Now take $g(x,y,z)=z-f(x,y)=0$ therefore the gradient vector is $$\vec{\nabla g}=(f_x,f_y,-1)$$it suffices to show that both $v_1$ and $v_2$ are independent and perpendicular on the gradient vector. Proving independence is simple and for normality we have$$v_1\cdot\vec{\nabla g}=(f_x,f_y,-1)\cdot(-f_y,f_x,0)=0\\v_2\cdot\vec{\nabla g}=(f_x,f_y,-1)\cdot(f_x,f_y,f_x^2+f_y^2)=0$$which proves what we want.
A: The graph of $f$ is also the graph of the map $F$, this time really $\mathbb{R}^2\to \mathbb{R}^3$:
$$F(x,y)=(x,y,f(x,y))$$
The tangent plane to $M$ is then spanned by $F_x$ and $F_y$, which are respectively $$(1,0,f_x)\qquad \text{and}\qquad (0,1,f_y)$$
Now you can see that the vectors given in the OP are linear combinations of these: $$v_1=-f_yF_x+f_xF_y$$
and $$v_2=f_xF_x+f_yF_y$$
The matrix that takes $F_x$ and $F_y$ to $v_1$ and $v_2$ has determinant $-(f_x^2+f_y^2)\neq0$, so these vectors are still a basis of the tangent space.

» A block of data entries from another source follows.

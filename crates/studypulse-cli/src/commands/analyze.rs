//! Full analysis: features, both models, burnout score and advice.

use std::path::PathBuf;

use clap::Args;
use studypulse_core::{Analyzer, Config, ModelBundle};
use tracing::debug;

use super::input::DayArgs;
use crate::render;

#[derive(Args)]
pub struct AnalyzeArgs {
    #[command(flatten)]
    pub day: DayArgs,

    /// Directory with the model artifacts (defaults to the configured one)
    #[arg(long = "models-dir")]
    pub models_dir: Option<PathBuf>,

    /// Output as JSON
    #[arg(long)]
    pub json: bool,
}

pub fn run(args: AnalyzeArgs) -> Result<(), Box<dyn std::error::Error>> {
    let config = Config::load()?;
    let models_dir = match args.models_dir {
        Some(dir) => dir,
        None => config.models_dir()?,
    };
    debug!(models_dir = %models_dir.display(), "loading models");
    let bundle = ModelBundle::load_from_dir(
        &models_dir,
        &config.models.performance_file,
        &config.models.burnout_file,
    )?;

    let record = args.day.to_record();
    let report =
        Analyzer::from_config(&config).analyze(&record, &bundle.performance, &bundle.burnout)?;

    if args.json {
        println!("{}", serde_json::to_string_pretty(&report)?);
        return Ok(());
    }

    println!("{}", render::summary(report.record()));
    println!();
    println!("{}", render::metrics(&report));
    println!();
    println!("{}", render::advice(&report.advice));

    Ok(())
}
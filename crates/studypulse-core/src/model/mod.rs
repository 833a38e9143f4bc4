pub mod artifact;
pub mod traits;

pub use artifact::{LinearRegressor, LogisticClassifier, ModelArtifact, ModelBundle, ModelKind};
pub use traits::{BurnoutClassifier, PerformanceModel};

Now since $v_1$'s last coordinate is zero and since we know by the above that $v_1$ is tangent to $M$,  these two facts imply that $v_1$ is tangent to the level curves of $f$. 
Finally, the fact that $v_1\perp v_2$, together with $v_2\in TM$, implies that $v_2$ is indeed the direction of greatest change of $f$.